[Stored data]

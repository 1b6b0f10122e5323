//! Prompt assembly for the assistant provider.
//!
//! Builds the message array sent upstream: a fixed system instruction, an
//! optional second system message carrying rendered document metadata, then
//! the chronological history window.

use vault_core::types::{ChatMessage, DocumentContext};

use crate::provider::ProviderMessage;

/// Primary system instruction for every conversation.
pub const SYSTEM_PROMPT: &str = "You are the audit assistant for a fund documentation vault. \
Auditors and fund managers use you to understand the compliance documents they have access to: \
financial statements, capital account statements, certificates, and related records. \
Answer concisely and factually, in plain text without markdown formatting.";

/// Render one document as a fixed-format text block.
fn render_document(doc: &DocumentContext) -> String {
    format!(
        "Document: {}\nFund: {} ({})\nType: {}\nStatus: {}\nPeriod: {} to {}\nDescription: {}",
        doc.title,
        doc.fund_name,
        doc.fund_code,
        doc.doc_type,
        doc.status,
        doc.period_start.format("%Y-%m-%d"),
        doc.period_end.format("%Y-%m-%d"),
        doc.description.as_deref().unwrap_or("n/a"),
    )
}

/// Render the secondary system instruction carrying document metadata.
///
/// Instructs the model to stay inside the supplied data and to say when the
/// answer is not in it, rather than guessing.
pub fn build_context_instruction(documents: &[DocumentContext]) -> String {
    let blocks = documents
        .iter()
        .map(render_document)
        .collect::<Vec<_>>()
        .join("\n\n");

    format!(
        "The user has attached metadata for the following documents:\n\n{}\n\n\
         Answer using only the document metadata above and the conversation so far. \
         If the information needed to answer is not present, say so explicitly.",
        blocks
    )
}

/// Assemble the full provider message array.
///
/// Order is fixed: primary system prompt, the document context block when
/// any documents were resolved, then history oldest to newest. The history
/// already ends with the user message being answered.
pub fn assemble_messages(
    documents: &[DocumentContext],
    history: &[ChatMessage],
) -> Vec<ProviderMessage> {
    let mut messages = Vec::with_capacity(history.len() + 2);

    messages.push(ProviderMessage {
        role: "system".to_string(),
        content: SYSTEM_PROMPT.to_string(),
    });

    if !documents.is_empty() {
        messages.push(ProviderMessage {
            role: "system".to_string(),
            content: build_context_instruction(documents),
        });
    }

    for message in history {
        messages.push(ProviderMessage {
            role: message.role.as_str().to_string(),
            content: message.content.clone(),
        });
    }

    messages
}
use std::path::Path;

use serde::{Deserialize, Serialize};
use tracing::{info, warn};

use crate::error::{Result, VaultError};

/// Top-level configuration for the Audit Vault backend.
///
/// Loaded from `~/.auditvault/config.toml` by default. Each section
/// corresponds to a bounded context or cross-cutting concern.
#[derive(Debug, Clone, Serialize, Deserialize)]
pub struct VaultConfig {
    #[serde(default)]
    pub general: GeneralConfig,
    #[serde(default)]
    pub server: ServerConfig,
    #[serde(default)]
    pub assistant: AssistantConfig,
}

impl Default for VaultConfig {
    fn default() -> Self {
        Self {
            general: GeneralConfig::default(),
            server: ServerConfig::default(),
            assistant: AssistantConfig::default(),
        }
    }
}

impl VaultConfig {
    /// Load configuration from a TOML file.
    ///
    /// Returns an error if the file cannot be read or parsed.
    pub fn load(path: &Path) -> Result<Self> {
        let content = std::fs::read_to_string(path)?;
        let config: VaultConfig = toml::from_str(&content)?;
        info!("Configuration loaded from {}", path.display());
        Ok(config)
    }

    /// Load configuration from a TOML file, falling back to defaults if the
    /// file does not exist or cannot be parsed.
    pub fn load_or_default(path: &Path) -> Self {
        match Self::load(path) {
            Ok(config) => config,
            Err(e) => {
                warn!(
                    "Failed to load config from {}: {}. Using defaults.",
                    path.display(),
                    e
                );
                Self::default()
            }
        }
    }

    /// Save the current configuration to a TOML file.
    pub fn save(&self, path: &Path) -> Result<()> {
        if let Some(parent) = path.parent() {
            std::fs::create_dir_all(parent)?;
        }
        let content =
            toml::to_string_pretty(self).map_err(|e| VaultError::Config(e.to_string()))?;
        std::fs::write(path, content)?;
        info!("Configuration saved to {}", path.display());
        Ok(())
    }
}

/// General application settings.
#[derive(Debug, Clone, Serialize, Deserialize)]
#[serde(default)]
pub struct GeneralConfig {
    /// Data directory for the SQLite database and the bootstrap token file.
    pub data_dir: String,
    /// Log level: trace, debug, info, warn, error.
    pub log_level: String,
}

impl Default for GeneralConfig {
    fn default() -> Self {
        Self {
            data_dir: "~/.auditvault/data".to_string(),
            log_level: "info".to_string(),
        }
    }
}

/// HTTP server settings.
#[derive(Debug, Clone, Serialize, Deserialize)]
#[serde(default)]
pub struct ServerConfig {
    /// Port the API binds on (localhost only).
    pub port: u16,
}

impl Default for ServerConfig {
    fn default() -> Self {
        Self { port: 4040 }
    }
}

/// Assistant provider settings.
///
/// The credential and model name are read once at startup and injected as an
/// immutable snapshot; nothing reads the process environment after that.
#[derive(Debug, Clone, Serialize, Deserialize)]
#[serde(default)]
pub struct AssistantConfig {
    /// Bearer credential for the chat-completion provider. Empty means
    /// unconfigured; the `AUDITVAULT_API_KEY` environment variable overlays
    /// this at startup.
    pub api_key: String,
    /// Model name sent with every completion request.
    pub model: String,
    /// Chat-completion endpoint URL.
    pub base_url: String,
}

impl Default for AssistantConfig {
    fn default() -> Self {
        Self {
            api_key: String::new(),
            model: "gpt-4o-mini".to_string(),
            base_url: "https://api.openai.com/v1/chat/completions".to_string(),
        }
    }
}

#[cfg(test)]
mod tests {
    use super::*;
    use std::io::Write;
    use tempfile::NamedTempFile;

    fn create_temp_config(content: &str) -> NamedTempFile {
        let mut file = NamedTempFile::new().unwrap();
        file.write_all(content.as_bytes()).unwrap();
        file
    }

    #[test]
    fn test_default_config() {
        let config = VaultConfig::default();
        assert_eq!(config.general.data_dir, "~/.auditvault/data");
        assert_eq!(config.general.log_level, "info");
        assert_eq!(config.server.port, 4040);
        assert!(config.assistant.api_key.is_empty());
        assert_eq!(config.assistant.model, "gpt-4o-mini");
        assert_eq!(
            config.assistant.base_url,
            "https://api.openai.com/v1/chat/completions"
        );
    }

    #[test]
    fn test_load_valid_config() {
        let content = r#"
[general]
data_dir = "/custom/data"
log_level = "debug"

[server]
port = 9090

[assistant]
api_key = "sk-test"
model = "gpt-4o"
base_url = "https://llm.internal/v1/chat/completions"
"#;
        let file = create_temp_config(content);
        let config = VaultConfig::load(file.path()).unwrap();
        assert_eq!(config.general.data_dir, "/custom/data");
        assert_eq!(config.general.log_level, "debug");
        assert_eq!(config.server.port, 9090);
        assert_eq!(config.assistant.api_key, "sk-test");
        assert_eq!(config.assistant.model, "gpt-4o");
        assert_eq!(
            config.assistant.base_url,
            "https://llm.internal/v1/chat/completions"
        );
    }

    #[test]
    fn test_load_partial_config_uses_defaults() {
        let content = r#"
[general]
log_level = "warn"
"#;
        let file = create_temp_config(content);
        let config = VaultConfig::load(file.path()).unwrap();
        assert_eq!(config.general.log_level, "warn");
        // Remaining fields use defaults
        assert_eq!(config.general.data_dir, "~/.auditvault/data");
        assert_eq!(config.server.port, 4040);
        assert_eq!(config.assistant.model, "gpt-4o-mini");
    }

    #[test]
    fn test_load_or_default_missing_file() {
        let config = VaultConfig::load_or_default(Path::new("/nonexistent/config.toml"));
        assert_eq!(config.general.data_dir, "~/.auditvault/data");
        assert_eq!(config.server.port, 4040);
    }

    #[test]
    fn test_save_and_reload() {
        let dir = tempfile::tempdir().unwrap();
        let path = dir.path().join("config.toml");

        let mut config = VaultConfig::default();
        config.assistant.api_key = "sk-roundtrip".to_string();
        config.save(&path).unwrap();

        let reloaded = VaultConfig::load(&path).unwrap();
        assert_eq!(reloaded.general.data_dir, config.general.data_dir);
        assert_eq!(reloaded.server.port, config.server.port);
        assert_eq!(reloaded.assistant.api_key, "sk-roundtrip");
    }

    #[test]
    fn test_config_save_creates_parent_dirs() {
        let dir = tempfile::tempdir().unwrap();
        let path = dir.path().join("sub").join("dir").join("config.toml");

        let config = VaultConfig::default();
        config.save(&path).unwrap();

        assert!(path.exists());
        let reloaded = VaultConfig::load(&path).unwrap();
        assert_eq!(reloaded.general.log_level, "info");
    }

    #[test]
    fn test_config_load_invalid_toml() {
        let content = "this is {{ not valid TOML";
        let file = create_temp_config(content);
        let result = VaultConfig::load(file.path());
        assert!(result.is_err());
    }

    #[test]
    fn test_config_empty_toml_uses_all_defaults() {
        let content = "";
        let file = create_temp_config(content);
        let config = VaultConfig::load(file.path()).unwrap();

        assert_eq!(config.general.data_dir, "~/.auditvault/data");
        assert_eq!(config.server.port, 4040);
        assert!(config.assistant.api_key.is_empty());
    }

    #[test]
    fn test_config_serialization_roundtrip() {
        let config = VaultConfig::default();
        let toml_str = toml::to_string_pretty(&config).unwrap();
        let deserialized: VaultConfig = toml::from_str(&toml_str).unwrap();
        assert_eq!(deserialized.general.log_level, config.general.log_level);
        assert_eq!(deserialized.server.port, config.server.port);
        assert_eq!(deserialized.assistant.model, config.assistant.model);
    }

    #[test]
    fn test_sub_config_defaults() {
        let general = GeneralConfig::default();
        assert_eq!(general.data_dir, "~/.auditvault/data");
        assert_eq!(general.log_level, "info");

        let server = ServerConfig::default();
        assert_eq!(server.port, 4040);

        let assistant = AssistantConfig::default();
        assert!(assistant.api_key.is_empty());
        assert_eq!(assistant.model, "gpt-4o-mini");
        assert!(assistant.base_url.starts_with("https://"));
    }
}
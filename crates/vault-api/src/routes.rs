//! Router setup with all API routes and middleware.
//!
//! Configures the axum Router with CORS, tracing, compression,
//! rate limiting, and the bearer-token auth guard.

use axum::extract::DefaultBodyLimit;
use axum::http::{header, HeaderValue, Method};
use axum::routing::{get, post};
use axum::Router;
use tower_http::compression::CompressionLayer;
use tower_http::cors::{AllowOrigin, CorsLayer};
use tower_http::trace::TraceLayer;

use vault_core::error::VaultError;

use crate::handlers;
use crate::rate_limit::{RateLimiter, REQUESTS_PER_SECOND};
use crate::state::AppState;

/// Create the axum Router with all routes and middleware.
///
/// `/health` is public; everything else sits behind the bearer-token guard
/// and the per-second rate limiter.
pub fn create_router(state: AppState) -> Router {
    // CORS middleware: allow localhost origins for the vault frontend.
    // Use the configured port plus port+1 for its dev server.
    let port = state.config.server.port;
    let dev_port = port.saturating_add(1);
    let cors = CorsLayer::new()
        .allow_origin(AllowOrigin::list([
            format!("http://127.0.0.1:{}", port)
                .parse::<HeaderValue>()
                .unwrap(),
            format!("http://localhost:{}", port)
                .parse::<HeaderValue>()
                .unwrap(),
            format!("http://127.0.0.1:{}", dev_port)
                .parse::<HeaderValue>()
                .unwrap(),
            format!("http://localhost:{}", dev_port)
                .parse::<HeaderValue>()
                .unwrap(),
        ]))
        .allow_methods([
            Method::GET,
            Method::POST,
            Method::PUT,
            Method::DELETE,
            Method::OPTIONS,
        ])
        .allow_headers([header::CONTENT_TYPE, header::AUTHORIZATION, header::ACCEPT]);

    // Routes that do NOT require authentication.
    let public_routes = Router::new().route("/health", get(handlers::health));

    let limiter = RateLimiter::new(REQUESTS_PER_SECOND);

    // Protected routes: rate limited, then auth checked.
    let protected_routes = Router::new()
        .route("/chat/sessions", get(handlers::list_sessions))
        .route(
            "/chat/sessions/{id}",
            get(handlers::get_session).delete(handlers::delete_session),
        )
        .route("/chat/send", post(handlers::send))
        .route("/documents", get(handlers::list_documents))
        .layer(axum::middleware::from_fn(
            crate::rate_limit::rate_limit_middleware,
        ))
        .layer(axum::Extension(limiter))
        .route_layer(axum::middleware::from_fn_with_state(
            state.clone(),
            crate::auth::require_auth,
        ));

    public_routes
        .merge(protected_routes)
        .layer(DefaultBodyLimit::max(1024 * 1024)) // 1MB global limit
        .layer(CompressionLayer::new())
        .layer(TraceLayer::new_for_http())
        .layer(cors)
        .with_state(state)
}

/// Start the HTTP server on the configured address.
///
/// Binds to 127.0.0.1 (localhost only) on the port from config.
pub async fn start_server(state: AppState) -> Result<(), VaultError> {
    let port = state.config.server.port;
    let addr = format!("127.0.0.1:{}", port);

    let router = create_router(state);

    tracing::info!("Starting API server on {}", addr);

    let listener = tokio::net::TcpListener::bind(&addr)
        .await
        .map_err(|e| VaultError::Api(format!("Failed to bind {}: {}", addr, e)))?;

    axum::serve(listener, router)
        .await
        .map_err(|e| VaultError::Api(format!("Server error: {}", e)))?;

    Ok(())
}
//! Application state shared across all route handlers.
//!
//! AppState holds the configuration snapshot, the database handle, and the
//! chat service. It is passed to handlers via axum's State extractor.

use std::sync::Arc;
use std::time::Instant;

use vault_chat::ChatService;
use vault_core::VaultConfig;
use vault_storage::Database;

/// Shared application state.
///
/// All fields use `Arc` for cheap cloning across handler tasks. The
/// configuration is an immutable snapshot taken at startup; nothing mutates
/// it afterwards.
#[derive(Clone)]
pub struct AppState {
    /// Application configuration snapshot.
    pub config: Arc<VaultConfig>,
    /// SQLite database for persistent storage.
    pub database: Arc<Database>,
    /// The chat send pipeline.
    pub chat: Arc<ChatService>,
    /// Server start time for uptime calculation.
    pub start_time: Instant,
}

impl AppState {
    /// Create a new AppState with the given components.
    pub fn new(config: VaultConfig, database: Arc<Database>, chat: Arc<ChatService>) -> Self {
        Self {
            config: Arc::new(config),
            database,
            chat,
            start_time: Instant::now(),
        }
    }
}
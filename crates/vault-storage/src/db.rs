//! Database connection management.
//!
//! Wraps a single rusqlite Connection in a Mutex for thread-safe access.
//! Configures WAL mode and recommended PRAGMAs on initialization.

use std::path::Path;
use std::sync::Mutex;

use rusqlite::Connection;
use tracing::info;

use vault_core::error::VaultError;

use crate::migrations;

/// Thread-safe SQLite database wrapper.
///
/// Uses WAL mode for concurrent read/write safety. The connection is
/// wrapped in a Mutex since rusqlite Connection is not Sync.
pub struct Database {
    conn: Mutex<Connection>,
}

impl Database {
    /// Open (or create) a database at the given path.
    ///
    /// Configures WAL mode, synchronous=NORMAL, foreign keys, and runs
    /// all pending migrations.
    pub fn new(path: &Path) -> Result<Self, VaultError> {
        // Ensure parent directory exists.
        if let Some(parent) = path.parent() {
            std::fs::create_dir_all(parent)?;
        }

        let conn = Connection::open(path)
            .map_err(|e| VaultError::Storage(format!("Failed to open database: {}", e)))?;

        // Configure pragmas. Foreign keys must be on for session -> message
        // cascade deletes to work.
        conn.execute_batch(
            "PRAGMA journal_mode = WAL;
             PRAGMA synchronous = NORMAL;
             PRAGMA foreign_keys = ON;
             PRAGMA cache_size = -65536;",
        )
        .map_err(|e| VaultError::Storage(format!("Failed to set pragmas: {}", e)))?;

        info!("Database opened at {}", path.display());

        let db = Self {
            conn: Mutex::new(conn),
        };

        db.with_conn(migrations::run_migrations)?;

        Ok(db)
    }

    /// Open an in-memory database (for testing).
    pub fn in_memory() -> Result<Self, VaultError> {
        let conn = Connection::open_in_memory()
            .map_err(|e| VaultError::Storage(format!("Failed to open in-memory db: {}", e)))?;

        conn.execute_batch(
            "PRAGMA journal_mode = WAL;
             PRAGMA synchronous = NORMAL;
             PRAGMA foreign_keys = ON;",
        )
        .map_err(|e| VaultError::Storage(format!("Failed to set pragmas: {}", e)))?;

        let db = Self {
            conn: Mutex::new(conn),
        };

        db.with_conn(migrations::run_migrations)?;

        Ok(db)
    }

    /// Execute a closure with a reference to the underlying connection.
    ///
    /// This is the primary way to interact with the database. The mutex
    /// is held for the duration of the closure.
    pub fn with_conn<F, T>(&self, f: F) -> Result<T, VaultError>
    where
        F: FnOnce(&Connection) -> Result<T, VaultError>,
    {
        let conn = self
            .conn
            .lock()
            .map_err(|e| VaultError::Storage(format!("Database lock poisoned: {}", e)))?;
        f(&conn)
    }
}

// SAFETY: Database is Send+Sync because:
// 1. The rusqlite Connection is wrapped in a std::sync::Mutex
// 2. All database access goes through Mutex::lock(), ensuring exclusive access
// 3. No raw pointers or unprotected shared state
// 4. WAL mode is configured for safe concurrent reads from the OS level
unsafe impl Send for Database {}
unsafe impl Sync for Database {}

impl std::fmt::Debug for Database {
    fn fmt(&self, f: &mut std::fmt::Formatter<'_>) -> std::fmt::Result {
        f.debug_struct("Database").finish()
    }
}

Task objective
Copy the records above exactly, please, but only from the first line through the line containing "use crate::provider::ProviderMessage;".

Task response
repository 1b6b0f10122e5323
//! Prompt assembly for the assistant provider.
//!
//! Builds the message array sent upstream: a fixed system instruction, an
//! optional second system message carrying rendered document metadata, then
//! the chronological history window.

use vault_core::types::{ChatMessage, DocumentContext};

use crate::provider::ProviderMessage;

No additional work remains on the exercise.